What needs to be done:
Please copy exactly the lines that run from the start of the entries to the line containing "tests and by the", inclusive.

Collected data:
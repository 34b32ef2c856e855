//! Avro codec for the published event record
//!
//! The gateway re-shapes the wire [`Event`] into the record the analytics
//! pipeline consumes: the client timestamp is kept verbatim and a server
//! timestamp is stamped at serialization time. Encoding uses single-datum
//! Avro (no container files); the schema travels out of band.

use crate::error::{GatewayError, SendError};
use apache_avro::types::{Record, Value};
use apache_avro::{Schema, from_avro_datum, to_avro_datum};
use std::collections::HashMap;
use virta_core::Event;

const EVENT_SCHEMA: &str = r#"
{
  "type": "record",
  "name": "Event",
  "namespace": "virta",
  "fields": [
    {"name": "id", "type": "string"},
    {"name": "name", "type": "string"},
    {"name": "props", "type": {"type": "map", "values": "string"}},
    {"name": "serverTimestamp", "type": "long"},
    {"name": "clientTimestamp", "type": "long"}
  ]
}
"#;

/// The decoded shape of a published record, used by tests and by the
/// loadtest consumer to verify what actually landed on the log.
#[derive(Debug, Clone, PartialEq, Eq, Default)]
pub struct EventRecord {
    pub id: String,
    pub name: String,
    pub props: HashMap<String, String>,
    pub server_timestamp: i64,
    pub client_timestamp: i64,
}

/// Encoder/decoder between the wire [`Event`] and the Avro record
pub struct EventCodec {
    schema: Schema,
}

impl EventCodec {
    /// Parse the record schema. Fails only on a broken build (the schema
    /// is a compile-time constant).
    pub fn new() -> Result<Self, GatewayError> {
        let schema = Schema::parse_str(EVENT_SCHEMA)
            .map_err(|e| GatewayError::Encoding(format!("event schema: {e}")))?;
        Ok(Self { schema })
    }

    /// Encode an event into an Avro datum, stamping `server_timestamp`.
    ///
    /// Deterministic and size-stable for identical inputs and timestamp.
    pub fn encode(&self, event: &Event, server_timestamp: i64) -> Result<Vec<u8>, SendError> {
        let mut record = Record::new(&self.schema)
            .ok_or_else(|| SendError::Encoding("event schema is not a record".to_string()))?;

        let props: HashMap<String, Value> = event
            .props
            .iter()
            .map(|(k, v)| (k.clone(), Value::String(v.clone())))
            .collect();

        record.put("id", event.id.as_str());
        record.put("name", event.name.as_str());
        record.put("props", Value::Map(props));
        record.put("serverTimestamp", server_timestamp);
        record.put("clientTimestamp", event.timestamp);

        to_avro_datum(&self.schema, record).map_err(|e| SendError::Encoding(e.to_string()))
    }

    /// Decode an Avro datum back into an [`EventRecord`].
    pub fn decode(&self, data: &[u8]) -> Result<EventRecord, GatewayError> {
        let mut reader = data;
        let value = from_avro_datum(&self.schema, &mut reader, None)
            .map_err(|e| GatewayError::Encoding(format!("avro decode: {e}")))?;

        let Value::Record(fields) = value else {
            return Err(GatewayError::Encoding(
                "decoded datum is not a record".to_string(),
            ));
        };

        let mut record = EventRecord::default();
        for (field, value) in fields {
            match (field.as_str(), value) {
                ("id", Value::String(s)) => record.id = s,
                ("name", Value::String(s)) => record.name = s,
                ("props", Value::Map(map)) => {
                    for (k, v) in map {
                        if let Value::String(s) = v {
                            record.props.insert(k, s);
                        }
                    }
                }
                ("serverTimestamp", Value::Long(n)) => record.server_timestamp = n,
                ("clientTimestamp", Value::Long(n)) => record.client_timestamp = n,
                (field, value) => {
                    return Err(GatewayError::Encoding(format!(
                        "unexpected field {field}: {value:?}"
                    )));
                }
            }
        }
        Ok(record)
    }
}

#[cfg(test)]
#[allow(clippy::unwrap_used)]
mod tests {
    use super::*;

    fn make_event() -> Event {
        Event {
            id: "01J9AVROTEST00000000000000".to_string(),
            name: "player.levelup".to_string(),
            topic: "progression".to_string(),
            props: HashMap::from([
                ("level".to_string(), "12".to_string()),
                ("region".to_string(), "us-east".to_string()),
            ]),
            timestamp: 1_700_000_123_456,
        }
    }

    #[test]
    fn round_trip_preserves_event_fields() {
        let codec = EventCodec::new().unwrap();
        let event = make_event();

        let encoded = codec.encode(&event, 1_700_000_123_999).unwrap();
        let decoded = codec.decode(&encoded).unwrap();

        assert_eq!(decoded.id, event.id);
        assert_eq!(decoded.name, event.name);
        assert_eq!(decoded.props, event.props);
        assert_eq!(decoded.client_timestamp, event.timestamp);
        assert_eq!(decoded.server_timestamp, 1_700_000_123_999);
    }

    #[test]
    fn encoding_is_deterministic_for_fixed_timestamp() {
        let codec = EventCodec::new().unwrap();
        let mut event = make_event();
        // single prop so map ordering cannot vary
        event.props = HashMap::from([("k".to_string(), "v".to_string())]);

        let a = codec.encode(&event, 42).unwrap();
        let b = codec.encode(&event, 42).unwrap();
        assert_eq!(a, b);
    }

    #[test]
    fn empty_props_round_trip() {
        let codec = EventCodec::new().unwrap();
        let mut event = make_event();
        event.props.clear();

        let encoded = codec.encode(&event, 1).unwrap();
        let decoded = codec.decode(&encoded).unwrap();
        assert!(decoded.props.is_empty());
    }

    #[test]
    fn decode_rejects_garbage() {
        let codec = EventCodec::new().unwrap();
        assert!(codec.decode(&[0xff, 0x00, 0x01]).is_err());
    }
}
//! Broker forwarder
//!
//! The forwarder owns the last hop: it takes a logical topic and an
//! encoded payload and publishes them onto the log, returning the
//! partition and offset the broker assigned. The sender never sees the
//! topic prefix or the broker driver.

mod kafka;

pub use kafka::KafkaForwarder;

use crate::error::ForwardError;
use async_trait::async_trait;

/// Publishes a payload onto the log.
#[async_trait]
pub trait Forwarder: Send + Sync {
    /// Publish `payload` on `topic` (logical, unprefixed). Blocks until
    /// the broker acknowledges per the configured ack policy. Returns the
    /// assigned (partition, offset).
    async fn produce(&self, topic: &str, payload: Vec<u8>) -> Result<(i32, i64), ForwardError>;
}
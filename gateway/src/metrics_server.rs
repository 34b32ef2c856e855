//! HTTP server for Prometheus scraping
//!
//! Runs a lightweight HTTP server on a separate port.
//!
//! # Endpoints
//!
//! - `GET /metrics` - Prometheus metrics
//! - `GET /health` - Simple health check

use axum::{http::StatusCode, response::IntoResponse, routing::get, Router};
use std::net::SocketAddr;
use tokio::task::JoinHandle;
use tracing::{error, info};

/// Metrics HTTP server
pub struct MetricsServer;

impl MetricsServer {
    /// Start the metrics server on the given port
    ///
    /// Returns a JoinHandle that can be used to abort the server.
    /// The server runs until aborted or the process exits.
    pub fn start(port: u16) -> JoinHandle<()> {
        let addr = SocketAddr::from(([0, 0, 0, 0], port));

        tokio::spawn(async move {
            let app = Router::new()
                .route("/metrics", get(metrics_handler))
                .route("/health", get(health_handler));

            info!(port, "metrics server starting");

            let listener = match tokio::net::TcpListener::bind(addr).await {
                Ok(listener) => listener,
                Err(e) => {
                    error!(error = %e, port, "failed to bind metrics server");
                    return;
                }
            };

            if let Err(e) = axum::serve(listener, app).await {
                error!(error = %e, "metrics server error");
            }
        })
    }
}

async fn metrics_handler() -> impl IntoResponse {
    let body = crate::metrics::gather();
    (
        StatusCode::OK,
        [("content-type", "text/plain; version=0.0.4; charset=utf-8")],
        body,
    )
}

async fn health_handler() -> impl IntoResponse {
    (StatusCode::OK, "ok")
}

#[cfg(test)]
mod tests {
    use super::*;

    #[tokio::test]
    async fn metrics_handler_returns_prometheus_format() {
        let _ = crate::metrics::Metrics::init();

        let response = metrics_handler().await.into_response();
        assert_eq!(response.status(), StatusCode::OK);

        let content_type = response
            .headers()
            .get("content-type")
            .and_then(|v| v.to_str().ok())
            .unwrap_or_default();
        assert!(content_type.contains("text/plain"));
    }

    #[tokio::test]
    async fn health_handler_is_ok() {
        let response = health_handler().await.into_response();
        assert_eq!(response.status(), StatusCode::OK);
    }
}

Response:
repository 34b32ef2c856e855
//! Avro codec for the published event record
//!
//! The gateway re-shapes the wire [`Event`] into the record the analytics
//! pipeline consumes: the client timestamp is kept verbatim and a server
//! timestamp is stamped at serialization time. Encoding uses single-datum
//! Avro (no container files); the schema travels out of band.

use crate::error::{GatewayError, SendError};
use apache_avro::types::{Record, Value};
use apache_avro::{Schema, from_avro_datum, to_avro_datum};
use std::collections::HashMap;
use virta_core::Event;

const EVENT_SCHEMA: &str = r#"
{
  "type": "record",
  "name": "Event",
  "namespace": "virta",
  "fields": [
    {"name": "id", "type": "string"},
    {"name": "name", "type": "string"},
    {"name": "props", "type": {"type": "map", "values": "string"}},
    {"name": "serverTimestamp", "type": "long"},
    {"name": "clientTimestamp", "type": "long"}
  ]
}
"#;

/// The decoded shape of a published record, used by tests and by the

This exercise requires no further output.